For Industry

The SAM.gov Renewal Scam

SAM.gov registration and renewal are 100% free. If someone is charging you, it is a scam. Here is how to spot the fakes, renew yourself in five minutes, and what to do if you already paid.

Last updated April 2026.

The Short Version

SAM.gov is free. Anyone charging you is a scam.

The federal government does not charge anyone to register, renew, or maintain a SAM.gov account. It has never cost a single dollar. If you got an email, an invoice, or a phone call telling you to pay $500, $799, or any other amount to keep your SAM registration active, it is a scam. Stop. Do not pay. Read the rest of this page.

Is SAM.gov registration or renewal free?

Yes. SAM.gov is run by the General Services Administration (GSA). Registering an entity, renewing an entity, updating your information, getting a UEI, and getting a CAGE code are all free of charge. Always have been. There is no premium tier, no rush option you can pay for, no third party who can do it faster.

Some companies will offer to do the registration for you for a fee. That is technically a legal service: you are paying them to fill out a free form. It is also almost always a bad deal. The form is not that hard once you have the prerequisites, and these companies routinely charge $500–$1,500 for an hour of data entry. They also tend to fight chargebacks, store your sensitive info, and renew your account without permission so they can bill you again next year.

Bottom line: if you can fill out a tax form, you can fill out SAM.gov.

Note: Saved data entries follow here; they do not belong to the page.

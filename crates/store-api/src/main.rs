//! # Product Store
//!
//! In-memory product catalog served over HTTP.
//!
//! ## Usage
//!
//! ```bash
//! # Optional overrides (defaults: 0.0.0.0:8080)
//! export HOST=127.0.0.1
//! export PORT=8080
//!
//! # Run the server
//! product-store
//! ```

use store_api::{routes, state::AppState};
use tokio::signal;
use tracing::{error, info, Level};
use tracing_subscriber::{fmt, prelude::*, EnvFilter};

#[tokio::main]
async fn main() -> anyhow::Result<()> {
    // Initialize logging
    tracing_subscriber::registry()
        .with(fmt::layer())
        .with(
            EnvFilter::builder()
                .with_default_directive(Level::INFO.into())
                .from_env_lossy(),
        )
        .init();

    print_banner();

    let state = AppState::new();

    let addr = state.config.socket_addr()?;
    let is_prod = state.config.is_production();

    info!("Environment: {}", state.config.environment);
    info!("Products seeded: {}", state.store.read().await.len());

    let app = routes::create_router(state);

    info!("Product store starting on http://{}", addr);

    if !is_prod {
        info!("Ping: GET http://{}/api/v1/ping", addr);
        info!("Products: GET http://{}/api/v1/producto", addr);
    }

    let listener = tokio::net::TcpListener::bind(addr).await?;
    axum::serve(listener, app)
        .with_graceful_shutdown(shutdown_signal())
        .await?;

    info!("Product store stopped");
    Ok(())
}

/// Resolves on Ctrl-C. In-flight requests finish before the server exits.
async fn shutdown_signal() {
    if let Err(e) = signal::ctrl_c().await {
        error!(error = %e, "Failed to listen for shutdown signal");
        std::future::pending::<()>().await;
    }
    info!("Received shutdown signal");
}

fn print_banner() {
    println!(
        r#"
  Product Store RS
  ━━━━━━━━━━━━━━━━━━━━━━━
  In-memory product API
  Version: {}

"#,
        env!("CARGO_PKG_VERSION")
    );
}
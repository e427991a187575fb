//! # Application State
//!
//! Shared state for the Axum application.
//! Contains configuration and the product store.

use std::net::SocketAddr;
use std::sync::Arc;
use store_core::Store;
use tokio::sync::RwLock;

/// Application configuration
#[derive(Debug, Clone)]
pub struct AppConfig {
    /// Host to bind to
    pub host: String,
    /// Port to listen on
    pub port: u16,
    /// Environment (development, staging, production)
    pub environment: String,
}

impl AppConfig {
    /// Load from environment variables
    pub fn from_env() -> Self {
        dotenvy::dotenv().ok();

        Self {
            host: std::env::var("HOST").unwrap_or_else(|_| "0.0.0.0".to_string()),
            port: std::env::var("PORT")
                .ok()
                .and_then(|p| p.parse().ok())
                .unwrap_or(8080),
            environment: std::env::var("ENVIRONMENT").unwrap_or_else(|_| "development".to_string()),
        }
    }

    /// Get the socket address to bind to
    pub fn socket_addr(&self) -> anyhow::Result<SocketAddr> {
        format!("{}:{}", self.host, self.port)
            .parse()
            .map_err(|e| anyhow::anyhow!("Invalid socket address {}:{}: {}", self.host, self.port, e))
    }

    /// Check if running in production
    pub fn is_production(&self) -> bool {
        self.environment == "production"
    }
}

impl Default for AppConfig {
    fn default() -> Self {
        Self::from_env()
    }
}

/// Shared application state
#[derive(Clone)]
pub struct AppState {
    /// Product store, shared across requests
    pub store: Arc<RwLock<Store>>,
    /// Application config
    pub config: AppConfig,
}

impl AppState {
    /// Create a new AppState from the environment with a seeded store
    pub fn new() -> Self {
        Self::with_store(AppConfig::from_env(), Store::seeded())
    }

    /// Create an AppState around an explicit store
    pub fn with_store(config: AppConfig, store: Store) -> Self {
        Self {
            store: Arc::new(RwLock::new(store)),
            config,
        }
    }
}

impl Default for AppState {
    fn default() -> Self {
        Self::new()
    }
}
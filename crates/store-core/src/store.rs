//! # Product Store
//!
//! Ordered, process-lifetime collection of products.
//! Products are only ever appended; there is no update or delete.

use crate::error::{StoreError, StoreResult};
use crate::params::parse_threshold;
use crate::product::Product;

/// In-memory product store
#[derive(Debug, Clone, Default)]
pub struct Store {
    products: Vec<Product>,
}

impl Store {
    /// Create an empty store
    pub fn new() -> Self {
        Self {
            products: Vec::new(),
        }
    }

    /// Create a store holding the three sample products.
    ///
    /// Expiration is the time of seeding.
    pub fn seeded() -> Self {
        let sample = |id: &str, name: &str, price: f64| {
            Product::new(id, name, price)
                .with_quantity(10)
                .with_code_value("123456789")
                .with_published(true)
        };

        Self {
            products: vec![
                sample("1", "Coco Cola", 10.5),
                sample("2", "Pepsito", 8.5),
                sample("3", "Fantastica", 5.5),
            ],
        }
    }

    /// All products, in insertion order
    pub fn list(&self) -> &[Product] {
        &self.products
    }

    /// Append a product. Identifiers are not checked for uniqueness.
    pub fn append(&mut self, product: Product) {
        self.products.push(product);
    }

    /// First product with the given identifier
    pub fn find_by_id(&self, id: &str) -> Option<&Product> {
        self.products.iter().find(|p| p.id == id)
    }

    /// Like [`Store::find_by_id`], but a miss is a [`StoreError::ProductNotFound`]
    pub fn get(&self, id: &str) -> StoreResult<&Product> {
        self.find_by_id(id).ok_or_else(|| StoreError::ProductNotFound { id: id.to_string() })
    }

    /// Products priced strictly above `threshold`, in insertion order
    pub fn priced_above(&self, threshold: f64) -> Vec<Product> {
        self.products
            .iter()
            .filter(|p| p.is_priced_above(threshold))
            .cloned()
            .collect()
    }

    /// Parse `raw` as a price threshold and filter by it.
    ///
    /// Literals that overflow `f64` are rejected like any other garbage.
    pub fn search_by_price(&self, raw: &str) -> StoreResult<Vec<Product>> {
        let threshold = parse_threshold(raw).ok_or_else(|| StoreError::InvalidPriceParameter {
            value: raw.to_string(),
        })?;
        Ok(self.priced_above(threshold))
    }

    pub fn len(&self) -> usize {
        self.products.len()
    }

    pub fn is_empty(&self) -> bool {
        self.products.is_empty()
    }
}

#[cfg(test)]
mod tests {
    use super::*;

    #[test]
    fn test_seeded_store() {
        let store = Store::seeded();
        let ids: Vec<_> = store.list().iter().map(|p| p.id.as_str()).collect();
        let prices: Vec<_> = store.list().iter().map(|p| p.price).collect();

        assert_eq!(ids, vec!["1", "2", "3"]);
        assert_eq!(prices, vec![10.5, 8.5, 5.5]);
        assert!(store.list().iter().all(|p| p.quantity == 10 && p.is_published));
    }

    #[test]
    fn test_search_by_price() {
        let store = Store::seeded();

        let above_nine = store.search_by_price("9").unwrap();
        assert_eq!(above_nine.len(), 1);
        assert_eq!(above_nine[0].name, "Coco Cola");

        let above_five = store.search_by_price("5").unwrap();
        let names: Vec<_> = above_five.iter().map(|p| p.name.as_str()).collect();
        assert_eq!(names, vec!["Coco Cola", "Pepsito", "Fantastica"]);

        assert!(store.search_by_price("100").unwrap().is_empty());
    }

    #[test]
    fn test_search_by_price_rejects_garbage() {
        let store = Store::seeded();
        assert_eq!(
            store.search_by_price("abc"),
            Err(StoreError::InvalidPriceParameter {
                value: "abc".into()
            })
        );
        assert!(store.search_by_price("1e400").is_err());
        assert!(store.search_by_price("").is_err());
    }

    #[test]
    fn test_search_by_price_infinity_literals() {
        let store = Store::seeded();
        assert!(store.search_by_price("Inf").unwrap().is_empty());
        assert_eq!(store.search_by_price("-Inf").unwrap().len(), 3);
    }

    #[test]
    fn test_append_allows_duplicate_ids() {
        let mut store = Store::seeded();
        store.append(Product::new("1", "Coco Cola Zero", 11.0));

        assert_eq!(store.len(), 4);
        // first match wins
        assert_eq!(store.find_by_id("1").unwrap().name, "Coco Cola");
        assert_eq!(store.list().last().unwrap().name, "Coco Cola Zero");
    }

    #[test]
    fn test_get_missing_product() {
        let store = Store::seeded();
        assert!(store.find_by_id("999").is_none());
        assert_eq!(
            store.get("999").unwrap_err(),
            StoreError::ProductNotFound { id: "999".into() }
        );
    }

    #[test]
    fn test_empty_store() {
        let store = Store::new();
        assert!(store.is_empty());
        assert!(store.priced_above(0.0).is_empty());
    }
}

The page on how to renew yourself below walks through every step.

What do the SAM.gov scams look like?

The scams come in a few flavors. They all share the same goal: get you to pay or hand over your login credentials. Here are the patterns to watch for.

1. The fake invoice

Looks like an official invoice. Has a federal-looking logo, a fake invoice number, and a "due date" 5–7 days out. Charges anywhere from $399 to $1,500 for "annual SAM renewal" or "federal registration maintenance."

Example scam invoice subject line

"INVOICE #SAM-2026-0418 — FINAL NOTICE: Your SAM.gov registration expires in 7 days. Pay $799.00 to maintain federal contracting eligibility."

Tells: the word "INVOICE," a dollar amount, a deadline meant to panic you, vague language about "maintaining eligibility." None of this language ever appears in real SAM communications.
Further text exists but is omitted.